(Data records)

────

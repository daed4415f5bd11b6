//! User repository.

use async_trait::async_trait;
use sea_orm::{
    ActiveModelTrait, ColumnTrait, DatabaseConnection, EntityTrait, PaginatorTrait, QueryFilter,
    QueryOrder, QuerySelect, Set,
};

use super::entities::user::{self, ActiveModel, Entity as UserEntity};
use crate::domain::user::{NewUser, User, UserListItem};
use crate::errors::{AppError, AppResult};
use crate::types::{FindParams, Pageable, SortParams};

#[cfg(any(test, feature = "test-utils"))]
use mockall::automock;

/// User repository trait for dependency injection.
///
/// Lookups return the row regardless of its delete flag; the auth flows
/// inspect `delete_flg`/`status` themselves.
#[cfg_attr(any(test, feature = "test-utils"), automock)]
#[async_trait]
pub trait UserRepository: Send + Sync {
    /// Find user by ID
    async fn find_by_id(&self, id: i32) -> AppResult<Option<User>>;

    /// Find user by email address
    async fn find_by_email(&self, email: &str) -> AppResult<Option<User>>;

    /// Insert a new user
    async fn create(&self, data: NewUser) -> AppResult<User>;

    /// Set account status (email verification, rejection)
    async fn update_status(&self, id: i32, status: i32) -> AppResult<()>;

    /// Replace the stored credential hash
    async fn update_password(&self, id: i32, password_hash: String) -> AppResult<()>;

    /// Back-office listing (email substring search)
    async fn list(
        &self,
        filter: FindParams,
        pageable: Pageable,
        sort: SortParams,
    ) -> AppResult<Vec<UserListItem>>;

    /// Row count for the same filter
    async fn count(&self, filter: FindParams) -> AppResult<u64>;
}

/// Concrete implementation of UserRepository
pub struct UserStore {
    db: DatabaseConnection,
}

impl UserStore {
    pub fn new(db: DatabaseConnection) -> Self {
        Self { db }
    }

    fn filtered(filter: &FindParams) -> sea_orm::Select<UserEntity> {
        let mut query = UserEntity::find();
        if let Some(search) = &filter.search {
            query = query.filter(user::Column::Email.contains(search.as_str()));
        }
        query
    }

    fn sorted(query: sea_orm::Select<UserEntity>, sort: &SortParams) -> sea_orm::Select<UserEntity> {
        let dir = sort.direction();
        match sort.sort_by.as_deref() {
            Some("email") => query.order_by(user::Column::Email, dir),
            Some("firstName") => query.order_by(user::Column::FirstName, dir),
            Some("lastName") => query.order_by(user::Column::LastName, dir),
            Some("status") => query.order_by(user::Column::Status, dir),
            _ => query.order_by(user::Column::CreatedTime, sea_orm::Order::Desc),
        }
    }
}

#[async_trait]
impl UserRepository for UserStore {
    async fn find_by_id(&self, id: i32) -> AppResult<Option<User>> {
        let result = UserEntity::find_by_id(id)
            .one(&self.db)
            .await
            .map_err(AppError::from)?;

        Ok(result.map(User::from))
    }

    async fn find_by_email(&self, email: &str) -> AppResult<Option<User>> {
        let result = UserEntity::find()
            .filter(user::Column::Email.eq(email))
            .one(&self.db)
            .await
            .map_err(AppError::from)?;

        Ok(result.map(User::from))
    }

    async fn create(&self, data: NewUser) -> AppResult<User> {
        let now = chrono::Utc::now();
        let active_model = ActiveModel {
            email: Set(data.email),
            password: Set(data.password),
            first_name: Set(data.first_name),
            last_name: Set(data.last_name),
            business_name: Set(data.business_name),
            role: Set(data.role.to_string()),
            status: Set(data.status),
            delete_flg: Set(0),
            created_time: Set(now),
            updated_time: Set(now),
            ..Default::default()
        };

        let model = active_model.insert(&self.db).await.map_err(AppError::from)?;
        Ok(User::from(model))
    }

    async fn update_status(&self, id: i32, status: i32) -> AppResult<()> {
        let user = UserEntity::find_by_id(id)
            .one(&self.db)
            .await?
            .ok_or_else(|| AppError::not_found("Người dùng không tồn tại."))?;

        let mut active: ActiveModel = user.into();
        active.status = Set(status);
        active.updated_time = Set(chrono::Utc::now());
        active.update(&self.db).await.map_err(AppError::from)?;
        Ok(())
    }

    async fn update_password(&self, id: i32, password_hash: String) -> AppResult<()> {
        let user = UserEntity::find_by_id(id)
            .one(&self.db)
            .await?
            .ok_or_else(|| AppError::not_found("Người dùng không tồn tại."))?;

        let mut active: ActiveModel = user.into();
        active.password = Set(password_hash);
        active.updated_time = Set(chrono::Utc::now());
        active.update(&self.db).await.map_err(AppError::from)?;
        Ok(())
    }

    async fn list(
        &self,
        filter: FindParams,
        pageable: Pageable,
        sort: SortParams,
    ) -> AppResult<Vec<UserListItem>> {
        let query = Self::sorted(Self::filtered(&filter), &sort)
            .offset(pageable.offset)
            .limit(pageable.limit);

        let models = query.all(&self.db).await.map_err(AppError::from)?;

        Ok(models
            .into_iter()
            .map(|m| UserListItem {
                id: m.id,
                email: m.email,
                first_name: m.first_name,
                last_name: m.last_name,
                status: m.status,
            })
            .collect())
    }

    async fn count(&self, filter: FindParams) -> AppResult<u64> {
        Self::filtered(&filter)
            .count(&self.db)
            .await
            .map_err(AppError::from)
    }
}
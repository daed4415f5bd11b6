//! Migration: services with their child collections, orders and order items.

use sea_orm_migration::prelude::*;

#[derive(DeriveMigrationName)]
pub struct Migration;

#[derive(Iden)]
enum Services {
    Table,
    Id,
    Title,
    Content,
    Slug,
    Type,
    Status,
    OriginalPrice,
    DiscountedPrice,
    Rating,
    OrderCount,
    AuthorId,
    DeleteFlg,
    CreatedTime,
    CreatedUser,
    UpdatedTime,
    UpdatedUser,
}

#[derive(Iden)]
enum ServiceImages {
    Table,
    Id,
    ServiceId,
    BeforeUrl,
    AfterUrl,
}

#[derive(Iden)]
enum ServiceIdealFors {
    Table,
    Id,
    ServiceId,
    Label,
}

#[derive(Iden)]
enum ServiceIncludes {
    Table,
    Id,
    ServiceId,
    Label,
}

#[derive(Iden)]
enum ServiceAddOns {
    Table,
    Id,
    ServiceId,
    Title,
    Description,
}

#[derive(Iden)]
enum ServiceSteps {
    Table,
    Id,
    ServiceId,
    BeforeUrl,
    AfterUrl,
    VideoUrl,
}

#[derive(Iden)]
enum ServiceStepDetails {
    Table,
    Id,
    StepId,
    Title,
    Content,
    BeforeUrl,
    AfterUrl,
}

#[derive(Iden)]
enum Orders {
    Table,
    Id,
    UserId,
    Name,
    Email,
    Phone,
    Address,
    Note,
    InputFileUrl,
    OutputFileUrl,
    Status,
    DeleteFlg,
    CreatedTime,
    CreatedUser,
    UpdatedTime,
    UpdatedUser,
}

#[derive(Iden)]
enum OrderItems {
    Table,
    Id,
    OrderId,
    ServiceId,
    Quantity,
    Price,
}

#[derive(Iden)]
enum Users {
    Table,
    Id,
}

#[async_trait::async_trait]
impl MigrationTrait for Migration {
    async fn up(&self, manager: &SchemaManager) -> Result<(), DbErr> {
        manager
            .create_table(
                Table::create()
                    .table(Services::Table)
                    .if_not_exists()
                    .col(
                        ColumnDef::new(Services::Id)
                            .integer()
                            .not_null()
                            .auto_increment()
                            .primary_key(),
                    )
                    .col(ColumnDef::new(Services::Title).string().not_null())
                    .col(ColumnDef::new(Services::Content).text().null())
                    .col(ColumnDef::new(Services::Slug).string().not_null().unique_key())
                    .col(ColumnDef::new(Services::Type).integer().not_null().default(0))
                    .col(ColumnDef::new(Services::Status).integer().not_null().default(0))
                    .col(ColumnDef::new(Services::OriginalPrice).big_integer().not_null())
                    .col(ColumnDef::new(Services::DiscountedPrice).big_integer().null())
                    .col(ColumnDef::new(Services::Rating).double().null())
                    .col(ColumnDef::new(Services::OrderCount).integer().not_null().default(0))
                    .col(ColumnDef::new(Services::AuthorId).integer().null())
                    .col(ColumnDef::new(Services::DeleteFlg).integer().not_null().default(0))
                    .col(
                        ColumnDef::new(Services::CreatedTime)
                            .timestamp_with_time_zone()
                            .not_null()
                            .default(Expr::current_timestamp()),
                    )
                    .col(ColumnDef::new(Services::CreatedUser).integer().null())
                    .col(
                        ColumnDef::new(Services::UpdatedTime)
                            .timestamp_with_time_zone()
                            .not_null()
                            .default(Expr::current_timestamp()),
                    )
                    .col(ColumnDef::new(Services::UpdatedUser).integer().null())
                    .foreign_key(
                        ForeignKey::create()
                            .name("fk_services_author")
                            .from(Services::Table, Services::AuthorId)
                            .to(Users::Table, Users::Id),
                    )
                    .to_owned(),
            )
            .await?;

        manager
            .create_table(
                Table::create()
                    .table(ServiceImages::Table)
                    .if_not_exists()
                    .col(
                        ColumnDef::new(ServiceImages::Id)
                            .integer()
                            .not_null()
                            .auto_increment()
                            .primary_key(),
                    )
                    .col(ColumnDef::new(ServiceImages::ServiceId).integer().not_null())
                    .col(ColumnDef::new(ServiceImages::BeforeUrl).string().null())
                    .col(ColumnDef::new(ServiceImages::AfterUrl).string().null())
                    .foreign_key(
                        ForeignKey::create()
                            .name("fk_service_images_service")
                            .from(ServiceImages::Table, ServiceImages::ServiceId)
                            .to(Services::Table, Services::Id),
                    )
                    .to_owned(),
            )
            .await?;

        manager
            .create_table(
                Table::create()
                    .table(ServiceIdealFors::Table)
                    .if_not_exists()
                    .col(
                        ColumnDef::new(ServiceIdealFors::Id)
                            .integer()
                            .not_null()
                            .auto_increment()
                            .primary_key(),
                    )
                    .col(ColumnDef::new(ServiceIdealFors::ServiceId).integer().not_null())
                    .col(ColumnDef::new(ServiceIdealFors::Label).string().not_null())
                    .foreign_key(
                        ForeignKey::create()
                            .name("fk_service_ideal_fors_service")
                            .from(ServiceIdealFors::Table, ServiceIdealFors::ServiceId)
                            .to(Services::Table, Services::Id),
                    )
                    .to_owned(),
            )
            .await?;

        manager
            .create_table(
                Table::create()
                    .table(ServiceIncludes::Table)
                    .if_not_exists()
                    .col(
                        ColumnDef::new(ServiceIncludes::Id)
                            .integer()
                            .not_null()
                            .auto_increment()
                            .primary_key(),
                    )
                    .col(ColumnDef::new(ServiceIncludes::ServiceId).integer().not_null())
                    .col(ColumnDef::new(ServiceIncludes::Label).string().not_null())
                    .foreign_key(
                        ForeignKey::create()
                            .name("fk_service_includes_service")
                            .from(ServiceIncludes::Table, ServiceIncludes::ServiceId)
                            .to(Services::Table, Services::Id),
                    )
                    .to_owned(),
            )
            .await?;

        manager
            .create_table(
                Table::create()
                    .table(ServiceAddOns::Table)
                    .if_not_exists()
                    .col(
                        ColumnDef::new(ServiceAddOns::Id)
                            .integer()
                            .not_null()
                            .auto_increment()
                            .primary_key(),
                    )
                    .col(ColumnDef::new(ServiceAddOns::ServiceId).integer().not_null())
                    .col(ColumnDef::new(ServiceAddOns::Title).string().not_null())
                    .col(ColumnDef::new(ServiceAddOns::Description).text().null())
                    .foreign_key(
                        ForeignKey::create()
                            .name("fk_service_add_ons_service")
                            .from(ServiceAddOns::Table, ServiceAddOns::ServiceId)
                            .to(Services::Table, Services::Id),
                    )
                    .to_owned(),
            )
            .await?;

        manager
            .create_table(
                Table::create()
                    .table(ServiceSteps::Table)
                    .if_not_exists()
                    .col(
                        ColumnDef::new(ServiceSteps::Id)
                            .integer()
                            .not_null()
                            .auto_increment()
                            .primary_key(),
                    )
                    .col(ColumnDef::new(ServiceSteps::ServiceId).integer().not_null())
                    .col(ColumnDef::new(ServiceSteps::BeforeUrl).string().null())
                    .col(ColumnDef::new(ServiceSteps::AfterUrl).string().null())
                    .col(ColumnDef::new(ServiceSteps::VideoUrl).string().null())
                    .foreign_key(
                        ForeignKey::create()
                            .name("fk_service_steps_service")
                            .from(ServiceSteps::Table, ServiceSteps::ServiceId)
                            .to(Services::Table, Services::Id),
                    )
                    .to_owned(),
            )
            .await?;

        manager
            .create_table(
                Table::create()
                    .table(ServiceStepDetails::Table)
                    .if_not_exists()
                    .col(
                        ColumnDef::new(ServiceStepDetails::Id)
                            .integer()
                            .not_null()
                            .auto_increment()
                            .primary_key(),
                    )
                    .col(ColumnDef::new(ServiceStepDetails::StepId).integer().not_null())
                    .col(ColumnDef::new(ServiceStepDetails::Title).string().null())
                    .col(ColumnDef::new(ServiceStepDetails::Content).text().null())
                    .col(ColumnDef::new(ServiceStepDetails::BeforeUrl).string().null())
                    .col(ColumnDef::new(ServiceStepDetails::AfterUrl).string().null())
                    .foreign_key(
                        ForeignKey::create()
                            .name("fk_service_step_details_step")
                            .from(ServiceStepDetails::Table, ServiceStepDetails::StepId)
                            .to(ServiceSteps::Table, ServiceSteps::Id),
                    )
                    .to_owned(),
            )
            .await?;

        manager
            .create_table(
                Table::create()
                    .table(Orders::Table)
                    .if_not_exists()
                    .col(
                        ColumnDef::new(Orders::Id)
                            .integer()
                            .not_null()
                            .auto_increment()
                            .primary_key(),
                    )
                    .col(ColumnDef::new(Orders::UserId).integer().null())
                    .col(ColumnDef::new(Orders::Name).string().not_null())
                    .col(ColumnDef::new(Orders::Email).string().not_null())
                    .col(ColumnDef::new(Orders::Phone).string().null())
                    .col(ColumnDef::new(Orders::Address).string().null())
                    .col(ColumnDef::new(Orders::Note).text().null())
                    .col(ColumnDef::new(Orders::InputFileUrl).string().null())
                    .col(ColumnDef::new(Orders::OutputFileUrl).string().null())
                    .col(ColumnDef::new(Orders::Status).integer().not_null().default(0))
                    .col(ColumnDef::new(Orders::DeleteFlg).integer().not_null().default(0))
                    .col(
                        ColumnDef::new(Orders::CreatedTime)
                            .timestamp_with_time_zone()
                            .not_null()
                            .default(Expr::current_timestamp()),
                    )
                    .col(ColumnDef::new(Orders::CreatedUser).integer().null())
                    .col(
                        ColumnDef::new(Orders::UpdatedTime)
                            .timestamp_with_time_zone()
                            .not_null()
                            .default(Expr::current_timestamp()),
                    )
                    .col(ColumnDef::new(Orders::UpdatedUser).integer().null())
                    .foreign_key(
                        ForeignKey::create()
                            .name("fk_orders_user")
                            .from(Orders::Table, Orders::UserId)
                            .to(Users::Table, Users::Id),
                    )
                    .to_owned(),
            )
            .await?;

        manager
            .create_table(
                Table::create()
                    .table(OrderItems::Table)
                    .if_not_exists()
                    .col(
                        ColumnDef::new(OrderItems::Id)
                            .integer()
                            .not_null()
                            .auto_increment()
                            .primary_key(),
                    )
                    .col(ColumnDef::new(OrderItems::OrderId).integer().not_null())
                    .col(ColumnDef::new(OrderItems::ServiceId).integer().not_null())
                    .col(ColumnDef::new(OrderItems::Quantity).integer().not_null().default(1))
                    .col(ColumnDef::new(OrderItems::Price).big_integer().not_null())
                    .foreign_key(
                        ForeignKey::create()
                            .name("fk_order_items_order")
                            .from(OrderItems::Table, OrderItems::OrderId)
                            .to(Orders::Table, Orders::Id),
                    )
                    .foreign_key(
                        ForeignKey::create()
                            .name("fk_order_items_service")
                            .from(OrderItems::Table, OrderItems::ServiceId)
                            .to(Services::Table, Services::Id),
                    )
                    .to_owned(),
            )
            .await
    }

    async fn down(&self, manager: &SchemaManager) -> Result<(), DbErr> {
        manager
            .drop_table(Table::drop().table(OrderItems::Table).to_owned())
            .await?;
        manager
            .drop_table(Table::drop().table(Orders::Table).to_owned())
            .await?;
        manager
            .drop_table(Table::drop().table(ServiceStepDetails::Table).to_owned())
            .await?;
        manager
            .drop_table(Table::drop().table(ServiceSteps::Table).to_owned())
            .await?;
        manager
            .drop_table(Table::drop().table(ServiceAddOns::Table).to_owned())
            .await?;
        manager
            .drop_table(Table::drop().table(ServiceIncludes::Table).to_owned())
            .await?;
        manager
            .drop_table(Table::drop().table(ServiceIdealFors::Table).to_owned())
            .await?;
        manager
            .drop_table(Table::drop().table(ServiceImages::Table).to_owned())
            .await?;
        manager
            .drop_table(Table::drop().table(Services::Table).to_owned())
            .await
    }
}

────

> [Task brief]
When you answer, output each line of the data exactly as given, from its first line up to and including the one with "(email substring search)".

> [Answer section]
repository daed4415f5bd11b6
//! User repository.

use async_trait::async_trait;
use sea_orm::{
    ActiveModelTrait, ColumnTrait, DatabaseConnection, EntityTrait, PaginatorTrait, QueryFilter,
    QueryOrder, QuerySelect, Set,
};

use super::entities::user::{self, ActiveModel, Entity as UserEntity};
use crate::domain::user::{NewUser, User, UserListItem};
use crate::errors::{AppError, AppResult};
use crate::types::{FindParams, Pageable, SortParams};

#[cfg(any(test, feature = "test-utils"))]
use mockall::automock;

/// User repository trait for dependency injection.
///
/// Lookups return the row regardless of its delete flag; the auth flows
/// inspect `delete_flg`/`status` themselves.
#[cfg_attr(any(test, feature = "test-utils"), automock)]
#[async_trait]
pub trait UserRepository: Send + Sync {
    /// Find user by ID
    async fn find_by_id(&self, id: i32) -> AppResult<Option<User>>;

    /// Find user by email address
    async fn find_by_email(&self, email: &str) -> AppResult<Option<User>>;

    /// Insert a new user
    async fn create(&self, data: NewUser) -> AppResult<User>;

    /// Set account status (email verification, rejection)
    async fn update_status(&self, id: i32, status: i32) -> AppResult<()>;

    /// Replace the stored credential hash
    async fn update_password(&self, id: i32, password_hash: String) -> AppResult<()>;

    /// Back-office listing (email substring search)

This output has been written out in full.